ABOUT THIS EXERCISE: Extract every line from the records below that contains the word "limit".

Stored items:
----------------

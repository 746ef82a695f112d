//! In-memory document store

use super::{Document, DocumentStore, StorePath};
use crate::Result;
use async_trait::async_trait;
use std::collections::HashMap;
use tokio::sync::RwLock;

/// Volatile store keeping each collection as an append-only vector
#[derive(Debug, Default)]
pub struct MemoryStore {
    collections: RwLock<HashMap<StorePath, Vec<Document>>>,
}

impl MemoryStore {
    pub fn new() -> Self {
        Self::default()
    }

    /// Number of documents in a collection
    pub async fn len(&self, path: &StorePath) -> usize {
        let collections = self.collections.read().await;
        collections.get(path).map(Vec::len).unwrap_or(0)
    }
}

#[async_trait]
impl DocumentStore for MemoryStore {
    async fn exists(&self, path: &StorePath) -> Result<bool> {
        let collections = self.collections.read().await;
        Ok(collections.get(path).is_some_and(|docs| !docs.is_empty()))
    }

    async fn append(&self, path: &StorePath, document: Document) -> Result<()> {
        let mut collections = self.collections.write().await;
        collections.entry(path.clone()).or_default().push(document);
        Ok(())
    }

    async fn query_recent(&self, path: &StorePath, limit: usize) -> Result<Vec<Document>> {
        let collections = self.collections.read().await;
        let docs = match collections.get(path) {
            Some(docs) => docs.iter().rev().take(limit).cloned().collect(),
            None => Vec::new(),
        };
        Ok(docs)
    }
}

----------------

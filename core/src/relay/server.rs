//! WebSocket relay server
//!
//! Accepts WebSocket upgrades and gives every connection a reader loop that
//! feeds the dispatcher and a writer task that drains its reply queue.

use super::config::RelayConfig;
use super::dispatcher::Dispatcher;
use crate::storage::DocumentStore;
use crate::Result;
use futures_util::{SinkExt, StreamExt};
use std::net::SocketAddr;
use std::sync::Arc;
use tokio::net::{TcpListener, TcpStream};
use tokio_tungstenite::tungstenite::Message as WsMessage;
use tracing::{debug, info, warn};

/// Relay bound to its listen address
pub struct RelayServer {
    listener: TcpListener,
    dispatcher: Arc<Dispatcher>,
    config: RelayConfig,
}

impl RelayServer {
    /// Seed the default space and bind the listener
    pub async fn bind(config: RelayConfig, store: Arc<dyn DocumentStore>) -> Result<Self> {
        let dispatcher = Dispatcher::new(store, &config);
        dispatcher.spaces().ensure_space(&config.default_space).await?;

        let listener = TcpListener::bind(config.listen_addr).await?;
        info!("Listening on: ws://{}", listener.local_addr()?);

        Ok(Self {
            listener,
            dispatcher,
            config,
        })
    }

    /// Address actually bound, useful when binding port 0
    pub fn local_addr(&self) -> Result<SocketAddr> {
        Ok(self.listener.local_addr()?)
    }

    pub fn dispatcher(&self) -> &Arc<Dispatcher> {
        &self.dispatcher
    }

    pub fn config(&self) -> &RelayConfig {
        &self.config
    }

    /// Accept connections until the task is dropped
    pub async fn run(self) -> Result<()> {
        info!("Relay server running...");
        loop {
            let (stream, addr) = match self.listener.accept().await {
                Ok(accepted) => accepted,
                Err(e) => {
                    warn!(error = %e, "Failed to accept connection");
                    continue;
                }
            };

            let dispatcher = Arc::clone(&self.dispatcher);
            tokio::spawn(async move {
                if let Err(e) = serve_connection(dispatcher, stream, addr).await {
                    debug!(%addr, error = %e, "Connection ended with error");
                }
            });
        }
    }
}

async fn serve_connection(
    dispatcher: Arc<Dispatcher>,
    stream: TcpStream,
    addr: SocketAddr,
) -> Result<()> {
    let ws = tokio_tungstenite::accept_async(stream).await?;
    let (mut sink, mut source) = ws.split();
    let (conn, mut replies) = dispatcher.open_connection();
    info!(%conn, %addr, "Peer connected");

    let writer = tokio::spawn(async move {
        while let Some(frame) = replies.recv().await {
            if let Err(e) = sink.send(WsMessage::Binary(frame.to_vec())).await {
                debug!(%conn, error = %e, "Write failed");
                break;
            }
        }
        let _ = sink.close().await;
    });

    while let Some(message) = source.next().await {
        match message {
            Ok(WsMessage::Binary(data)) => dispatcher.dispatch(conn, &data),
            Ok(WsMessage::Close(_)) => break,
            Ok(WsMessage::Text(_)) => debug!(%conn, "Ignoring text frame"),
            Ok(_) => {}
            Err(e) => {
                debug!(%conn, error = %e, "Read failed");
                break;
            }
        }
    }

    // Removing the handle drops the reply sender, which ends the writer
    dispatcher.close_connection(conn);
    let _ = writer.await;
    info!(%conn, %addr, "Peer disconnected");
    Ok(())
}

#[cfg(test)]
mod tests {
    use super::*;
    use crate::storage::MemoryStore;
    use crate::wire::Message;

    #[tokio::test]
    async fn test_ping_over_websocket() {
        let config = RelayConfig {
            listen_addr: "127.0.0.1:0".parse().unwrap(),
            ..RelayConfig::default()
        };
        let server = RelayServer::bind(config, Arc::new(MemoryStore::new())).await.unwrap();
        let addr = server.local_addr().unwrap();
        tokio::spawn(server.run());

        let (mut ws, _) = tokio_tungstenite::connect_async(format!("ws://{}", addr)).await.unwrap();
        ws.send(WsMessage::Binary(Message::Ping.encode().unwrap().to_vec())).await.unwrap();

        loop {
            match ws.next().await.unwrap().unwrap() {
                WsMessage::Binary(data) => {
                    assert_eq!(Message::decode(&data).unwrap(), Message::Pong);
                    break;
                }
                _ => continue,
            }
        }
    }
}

----------------

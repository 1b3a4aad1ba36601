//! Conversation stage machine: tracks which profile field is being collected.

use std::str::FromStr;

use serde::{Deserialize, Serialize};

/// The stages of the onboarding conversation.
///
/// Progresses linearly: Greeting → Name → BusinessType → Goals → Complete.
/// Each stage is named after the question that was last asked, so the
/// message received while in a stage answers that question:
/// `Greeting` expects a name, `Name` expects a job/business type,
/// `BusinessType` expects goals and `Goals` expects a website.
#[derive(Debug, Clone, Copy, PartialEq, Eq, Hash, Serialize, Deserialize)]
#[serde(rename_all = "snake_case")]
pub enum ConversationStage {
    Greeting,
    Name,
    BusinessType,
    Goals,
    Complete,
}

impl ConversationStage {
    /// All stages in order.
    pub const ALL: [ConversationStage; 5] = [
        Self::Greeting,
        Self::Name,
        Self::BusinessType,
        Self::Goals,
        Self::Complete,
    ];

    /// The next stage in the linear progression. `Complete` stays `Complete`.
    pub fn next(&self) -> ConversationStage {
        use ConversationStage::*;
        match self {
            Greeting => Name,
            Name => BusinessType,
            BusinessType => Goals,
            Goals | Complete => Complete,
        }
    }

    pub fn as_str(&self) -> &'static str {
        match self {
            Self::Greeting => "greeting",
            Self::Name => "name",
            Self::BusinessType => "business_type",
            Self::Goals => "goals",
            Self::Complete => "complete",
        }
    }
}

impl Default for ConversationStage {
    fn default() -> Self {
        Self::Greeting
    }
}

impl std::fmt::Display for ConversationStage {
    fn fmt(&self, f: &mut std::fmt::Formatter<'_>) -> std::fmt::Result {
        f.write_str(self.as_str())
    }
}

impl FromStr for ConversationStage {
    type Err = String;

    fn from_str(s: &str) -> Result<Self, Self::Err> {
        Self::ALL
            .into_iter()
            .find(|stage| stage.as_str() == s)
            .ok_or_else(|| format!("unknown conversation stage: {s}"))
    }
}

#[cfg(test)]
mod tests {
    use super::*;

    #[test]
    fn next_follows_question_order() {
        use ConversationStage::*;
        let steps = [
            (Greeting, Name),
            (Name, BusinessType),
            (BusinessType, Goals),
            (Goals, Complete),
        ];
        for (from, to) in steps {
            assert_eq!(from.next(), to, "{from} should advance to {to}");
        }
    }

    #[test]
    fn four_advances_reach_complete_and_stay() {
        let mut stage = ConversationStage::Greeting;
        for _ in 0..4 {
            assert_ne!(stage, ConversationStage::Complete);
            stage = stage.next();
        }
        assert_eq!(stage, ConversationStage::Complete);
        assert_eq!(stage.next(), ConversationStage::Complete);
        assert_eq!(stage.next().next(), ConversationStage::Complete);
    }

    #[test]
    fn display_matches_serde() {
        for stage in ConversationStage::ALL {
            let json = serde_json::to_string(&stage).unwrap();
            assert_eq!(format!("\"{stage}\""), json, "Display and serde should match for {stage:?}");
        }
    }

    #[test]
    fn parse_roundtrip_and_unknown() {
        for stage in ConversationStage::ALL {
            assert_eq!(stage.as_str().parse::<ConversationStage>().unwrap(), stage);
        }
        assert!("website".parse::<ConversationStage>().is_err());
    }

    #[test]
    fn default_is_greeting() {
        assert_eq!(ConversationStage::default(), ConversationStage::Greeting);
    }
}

----------------

WRITTEN SOLUTION:
    async fn query_recent(&self, path: &StorePath, limit: usize) -> Result<Vec<Document>> {
            Some(docs) => docs.iter().rev().take(limit).cloned().collect(),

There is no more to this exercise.